## [Exercise]
If a line below includes the string "self", copy it.
————————
//! Frame ingestion sources.
//!
//! - `stub://name[?frames=N]`: synthetic street scene (tests, demos)
//! - a local image file or a directory of images
//! - video files and network streams through GStreamer (feature: ingest-gstreamer)
//!
//! Sources decode in memory and hand frames to the caller. They MUST NOT
//! write frames to disk or forward them anywhere else.

#[cfg(feature = "ingest-gstreamer")]
mod stream;
mod images;
mod synthetic;

use std::path::Path;

use anyhow::{anyhow, Result};

use crate::config::SourceSettings;
use crate::frame::Frame;

#[cfg(feature = "ingest-gstreamer")]
pub use stream::GstreamerSource;
pub use images::{ImageSource, IMAGE_EXTENSIONS};
pub use synthetic::SyntheticSource;

/// A producer of frames.
pub trait FrameSource: Send {
    fn connect(&mut self) -> Result<()>;

    /// Next frame, or `None` once the stream has ended.
    fn next_frame(&mut self) -> Result<Option<Frame>>;

    fn is_healthy(&self) -> bool;

    fn stats(&self) -> SourceStats;

    /// Total frames, when the source knows it up front.
    fn frame_count_hint(&self) -> Option<u64> {
        None
    }
}

#[derive(Clone, Debug, PartialEq, Eq)]
pub struct SourceStats {
    pub frames_captured: u64,
    pub uri: String,
}

/// Open the source named by `uri`. The source is not connected yet.
pub fn open_source(uri: &str, settings: &SourceSettings) -> Result<Box<dyn FrameSource>> {
    let uri = uri.trim();
    if uri.is_empty() {
        return Err(anyhow!("source uri is empty"));
    }
    if uri.starts_with("stub://") {
        return Ok(Box::new(SyntheticSource::new(uri, settings)?));
    }
    if !uri.contains("://") {
        let path = Path::new(uri);
        if path.is_dir() || images::is_image_path(path) {
            return Ok(Box::new(ImageSource::new(path)?));
        }
    }
    open_stream(uri, settings)
}

#[cfg(feature = "ingest-gstreamer")]
fn open_stream(uri: &str, settings: &SourceSettings) -> Result<Box<dyn FrameSource>> {
    Ok(Box::new(GstreamerSource::new(uri, settings)?))
}

#[cfg(not(feature = "ingest-gstreamer"))]
fn open_stream(uri: &str, _settings: &SourceSettings) -> Result<Box<dyn FrameSource>> {
    Err(anyhow!(
        "source '{}' requires the ingest-gstreamer feature",
        uri
    ))
}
————————
## [Result]
    fn connect(&mut self) -> Result<()>;
    fn next_frame(&mut self) -> Result<Option<Frame>>;
    fn is_healthy(&self) -> bool;
    fn stats(&self) -> SourceStats;
    fn frame_count_hint(&self) -> Option<u64> {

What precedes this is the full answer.